I personally think that the Included Column is one of the most useful improvements in post-2000 SQL Server. It can save your butt in many dire situations.
Later in this article I will provide a link to information about syntax and usage, but I am not going to take a deep dive into the technical details.
Before we can say much about Included Columns we have to say something about Covering Indexes since they are at the center of everything we are going to discuss here.
What is a Covering Index?
If an index contains all the columns mentioned in a specific query, then the index is said to ‘cover’ that query. That’s because the query can get all the information it needs from the index and doesn’t need to touch the table at all.

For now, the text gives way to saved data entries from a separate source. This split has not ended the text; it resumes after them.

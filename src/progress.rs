//! Progress-callback trait for per-page pipeline events.
//!
//! Inject an [`Arc<dyn PipelineObserver>`] via
//! [`crate::config::PipelineConfigBuilder::observer`] to receive events as
//! workers finish pages. Stages call these hooks after the corresponding
//! record-store write succeeded, so an observer never sees a page the store
//! does not know about.
//!
//! Observers are advisory. The store's counters and page statuses remain the
//! source of truth (see [`crate::query`]).
//!
//! # Example
//!
//! ```rust
//! use medingest::{PipelineConfig, PipelineObserver};
//! use medingest::model::DocumentId;
//! use std::sync::{Arc, atomic::{AtomicUsize, Ordering}};
//!
//! struct Counting(AtomicUsize);
//!
//! impl PipelineObserver for Counting {
//!     fn on_page_processed(&self, _doc: DocumentId, ordinal: u32, total: u32, facts: usize) {
//!         self.0.fetch_add(1, Ordering::SeqCst);
//!         eprintln!("page {ordinal}/{total}: {facts} facts");
//!     }
//! }
//!
//! let config = PipelineConfig::builder()
//!     .observer(Arc::new(Counting(AtomicUsize::new(0))))
//!     .build()
//!     .unwrap();
//! ```

use crate::model::DocumentId;
use crate::work::Stage;
use std::sync::Arc;
use std::time::Duration;

/// Called by the stages as they process work items.
///
/// Implementations must be `Send + Sync`: many workers report concurrently.
/// All methods default to no-ops.
pub trait PipelineObserver: Send + Sync {
    /// Intake registered a document and enqueued its pages.
    fn on_document_registered(&self, document_id: DocumentId, total_pages: u32) {
        let _ = (document_id, total_pages);
    }

    /// Conversion stored both renditions of a page.
    fn on_page_converted(&self, document_id: DocumentId, ordinal: u32, total_pages: u32) {
        let _ = (document_id, ordinal, total_pages);
    }

    /// Extraction marked a page `PROCESSED`.
    ///
    /// `facts` counts records written across all three fact families.
    fn on_page_processed(&self, document_id: DocumentId, ordinal: u32, total_pages: u32, facts: usize) {
        let _ = (document_id, ordinal, total_pages, facts);
    }

    /// A page was marked `ERROR` by `stage`.
    fn on_page_error(&self, document_id: DocumentId, ordinal: u32, stage: Stage, error: &str) {
        let _ = (document_id, ordinal, stage, error);
    }

    /// An inference call was throttled and will be retried after `delay`.
    fn on_throttled(&self, document_id: DocumentId, ordinal: u32, attempt: u32, delay: Duration) {
        let _ = (document_id, ordinal, attempt, delay);
    }
}

/// A no-op observer.
pub struct NoopObserver;

impl PipelineObserver for NoopObserver {}

/// Convenience alias matching the type stored in [`crate::config::PipelineConfig`].
pub type SharedObserver = Arc<dyn PipelineObserver>;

An index like this can turn a slow query to one that is lightning fast.That’s why covering indexes are so important to good performance and that is why DBAs go to such great lengths to create them.
This is all very cool, but it only works if the index contains absolutely ALL of the columns mentioned in the query, whether in the SELECT clause, the FROM clause, the JOIN clause, the WHERE clause, the Order By clauseor any other clause found in the query.
Before the INCLUDED option arrived in SQL 2005 there was a practical limit to how many additional columns could be included to make a query into a covering query.
Before SQL 2005 you had to be careful of the index size. Often you would not create a covering index because of the cost of the additional columns you had to add to the index.
These additional columns are called non-key columns or included columns. They take no part in the necessary business of the index. but they are necessary to match all the columns mentioned in the query,
The INCLUDE option makes Included columns much less expensive due to the compact way included indexes are now stored on disk.
Using INCLUDE, it is possible to add many more non-key columns to your query and consequently create covering indexes with a minimal increase in cost.
For Example: if you have seen the results of a Missing Index query you probably noticed that the Missing Index algorithm is made possible by the INCLUDE option. To create a covering index it allows many, many included columns, sometimes more than a dozen, with very little performance impact.
This would not have been possible before the INCLUDE operator arrived.